A disappointing example of this is a brother and sister pair of twin assassins, whose entire aesthetic (the brother looking like a legitimate doppelganger of Lord Farquaad from Shrek, no joke) fits the abstract world that John Wick has built, are completely underdeveloped and underused, leaving much to be desired about their characters as the show focuses on less exciting plot threads, like a completely generic detective narrative that’s been done a million times before.
The character of Cormac does fall into this oddly divisive trap as well, as an unhinged performance from Mel Gibson (which doesn’t feel like too much of a stretch of his acting capabilities) is truly captivating to watch unfold, but also feels tonally inconsistent at points as he mutters truly terrible puns and one liners that usually involve a weapon he just used to murder someone. Sure, a chuckle can be had when these dad-joke lines are said, nonetheless by a psychotically intense Gibson, but they don’t match well with the tone of the show. An acting standout however is Ayomide Adegun as the younger iteration of Charon, who embodies a youthful energy that feels the most like their future character, channeling an empathetic and headstrong performance perfected by Lance Reddick.

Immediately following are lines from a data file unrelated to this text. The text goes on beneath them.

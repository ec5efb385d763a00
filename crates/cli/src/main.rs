//! `holdings`: terminal host for the holdings core library.
//!
//! Plays the part of the page: wires commands to core operations, renders
//! the state after every change, and runs the refresh timer in `watch`.

mod config;
mod render;

use std::io;
use std::path::PathBuf;
use std::sync::Arc;

use anyhow::{bail, Context, Result};
use chrono::Utc;
use clap::{Parser, Subcommand};
use tracing::debug;
use tracing_subscriber::{fmt, prelude::*, EnvFilter};

use holdings_core::models::asset::AssetCandidate;
use holdings_core::models::settings::Fiat;
use holdings_core::providers::coingecko::{CoinGeckoProvider, DEFAULT_BASE_URL};
use holdings_core::services::portfolio_service::UpsertOutcome;
use holdings_core::services::scheduler::SyncScheduler;
use holdings_core::storage::format::EXPORT_FILE_NAME;
use holdings_core::storage::store::FileStore;
use holdings_core::HoldingsTracker;

use config::Config;
use render::print_portfolio;

#[derive(Parser)]
#[command(name = "holdings", about = "Track crypto holdings with live prices")]
struct Cli {
    /// Directory for the state document. Defaults to the platform data dir.
    #[arg(long, env = "HOLDINGS_DATA_DIR", global = true)]
    data_dir: Option<PathBuf>,

    /// Price API base URL.
    #[arg(long, env = "HOLDINGS_API_BASE", default_value = DEFAULT_BASE_URL, global = true)]
    api_base: String,

    #[command(subcommand)]
    command: Commands,
}

#[derive(Subcommand)]
enum Commands {
    /// Show holdings and totals from the last sync.
    List,
    /// Fetch current prices now.
    Refresh,
    /// Refresh on the configured interval until Ctrl-C.
    Watch,
    /// Search assets by name or symbol.
    Search {
        query: String,
    },
    /// Add a holding, or edit amount / average cost of an existing one.
    Add {
        /// Asset id (e.g. "bitcoin") or a search query
        asset: String,

        #[arg(long)]
        amount: f64,

        /// Average cost per unit in the reference currency
        #[arg(long, default_value_t = 0.0)]
        avg_cost: f64,
    },
    /// Remove a holding by id.
    Remove {
        id: String,
    },
    /// Remove all holdings.
    Clear {
        /// Required: confirm removing everything
        #[arg(long, default_value_t = false)]
        yes: bool,
    },
    /// Replace holdings with a sample portfolio.
    Sample,
    /// Show or change settings.
    Settings {
        /// Reference currency (eur or usd)
        #[arg(long)]
        fiat: Option<Fiat>,

        #[arg(long)]
        refresh_mins: Option<u32>,

        #[arg(long)]
        spark: Option<bool>,

        #[arg(long)]
        badges: Option<bool>,
    },
    /// Write the state document to a file.
    Export {
        #[arg(default_value = EXPORT_FILE_NAME)]
        path: PathBuf,
    },
    /// Merge a previously exported state document.
    Import {
        path: PathBuf,
    },
}

fn init_logging() {
    let filter = EnvFilter::try_from_default_env().unwrap_or_else(|_| EnvFilter::new("warn"));

    tracing_subscriber::registry()
        .with(fmt::layer().with_writer(io::stderr))
        .with(filter)
        .init();
}

#[tokio::main]
async fn main() -> Result<()> {
    init_logging();
    let cli = Cli::parse();
    let config = Config::resolve(cli.data_dir, cli.api_base)?;
    debug!(?config, "Config resolved");

    let store = FileStore::open(&config.data_dir)
        .with_context(|| format!("Failed to open data dir {}", config.data_dir.display()))?;
    let provider = Arc::new(CoinGeckoProvider::with_base_url(config.api_base.clone()));
    let mut tracker = HoldingsTracker::open(Box::new(store), provider)?;

    match cli.command {
        Commands::List => print_portfolio(tracker.portfolio(), &tracker.totals()),
        Commands::Refresh => {
            let report = tracker.refresh_prices().await?;
            print_portfolio(tracker.portfolio(), &tracker.totals());
            if report.holdings > 0 && report.priced == 0 {
                eprintln!("No prices received; showing last known values.");
            }
        }
        Commands::Watch => {
            let tracker = tracker.with_render_callback(|portfolio, totals| {
                println!("──────── {}", Utc::now().format("%Y-%m-%d %H:%M:%S UTC"));
                print_portfolio(portfolio, totals);
            });
            let scheduler = SyncScheduler::new(tracker);
            scheduler
                .run(async {
                    let _ = tokio::signal::ctrl_c().await;
                })
                .await;
        }
        Commands::Search { query } => {
            let results = tracker.search(&query).await;
            if results.is_empty() {
                println!("No matches.");
            }
            for c in results {
                println!("{:<28} {:<8} {}", c.id, c.symbol, c.name);
            }
        }
        Commands::Add {
            asset,
            amount,
            avg_cost,
        } => {
            let candidate = match tracker.holding(&asset) {
                Some(h) => Some(AssetCandidate::new(&h.id, &h.symbol, &h.name)),
                None => {
                    let results = tracker.search(&asset).await;
                    results
                        .iter()
                        .find(|c| c.id == asset)
                        .or_else(|| results.first())
                        .cloned()
                }
            };
            let Some(candidate) = candidate else {
                bail!("No asset found for '{asset}'");
            };
            let outcome = tracker
                .add_or_update_holding(&candidate, amount, avg_cost)
                .await?;
            match outcome {
                UpsertOutcome::Added => println!("Added {} ({})", candidate.name, candidate.symbol),
                UpsertOutcome::Updated => println!("Updated {} ({})", candidate.name, candidate.symbol),
            }
            print_portfolio(tracker.portfolio(), &tracker.totals());
        }
        Commands::Remove { id } => {
            if !tracker.remove_holding(&id)? {
                bail!("No holding with id '{id}'");
            }
            print_portfolio(tracker.portfolio(), &tracker.totals());
        }
        Commands::Clear { yes } => {
            if !yes {
                bail!("Refusing to clear all holdings without --yes");
            }
            let removed = tracker.clear_holdings()?;
            println!("Removed {removed} holdings.");
        }
        Commands::Sample => {
            tracker.load_sample().await?;
            print_portfolio(tracker.portfolio(), &tracker.totals());
        }
        Commands::Settings {
            fiat,
            refresh_mins,
            spark,
            badges,
        } => {
            let mut settings = tracker.settings().clone();
            let changed = fiat.is_some() || refresh_mins.is_some() || spark.is_some() || badges.is_some();
            if let Some(fiat) = fiat {
                settings.fiat = fiat;
            }
            if let Some(mins) = refresh_mins {
                settings.refresh_mins = mins;
            }
            if let Some(spark) = spark {
                settings.show_spark = spark;
            }
            if let Some(badges) = badges {
                settings.show_badges = badges;
            }
            if changed {
                if let Some(conversion) = tracker.save_settings(settings).await? {
                    println!("{conversion}");
                }
            }
            let s = tracker.settings();
            println!(
                "currency {}  refresh every {} min  sparkline {}  badges {}",
                s.fiat, s.refresh_mins, s.show_spark, s.show_badges
            );
        }
        Commands::Export { path } => {
            tracker.export_to_file(&path)?;
            println!("Exported to {}", path.display());
        }
        Commands::Import { path } => {
            tracker.import_from_file(&path).await?;
            print_portfolio(tracker.portfolio(), &tracker.totals());
        }
    }

    Ok(())
}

The action scenes are exciting, and feature a completely normal amount of bloodshed and bone-breaking caused by fists, knives, guns, swords, golf clubs, grenades… you name it! Bullets fly through the air recklessly, booming through hotel halls as multitudes of stunt performers and fight choreographers ragdoll themselves in brutal combat situations.The show does feel truly alive in these moments, a noble attempt to recreate the genre redefining action that has come before it. It’s a tough act to follow, considering how amazing the action scenes of the John Wick films are. The dynamic energy of Keanu Reeves and Chad Stahelski is missing from this show. There is a decision to focus more on a shaky-cam approach to capture the action, which does at times cheapen the intensity of the violence by trying to faux the brutality, rather than just letting it play out. But overall, The Continental does provide a decent dose of hyper-violent action throughout.
The Continental is what was to be expected from a TV version of John Wick. There’s loads of frantic action to boot, along with the elements and quirks that made this world so exciting to explore. After a shaky first episode that feels a little bland and overlong, the show begins to find its footing as it leads into an explosive finale that won’t blow anyone out of the water (or through the walls of The Continental), but it does enough to satisfy the John Wick fans looking for a little more action in their lives.
The Continental: From the World of John Wick streams its premiere episode on September 22, with the next two episodes releasing in the following weeks.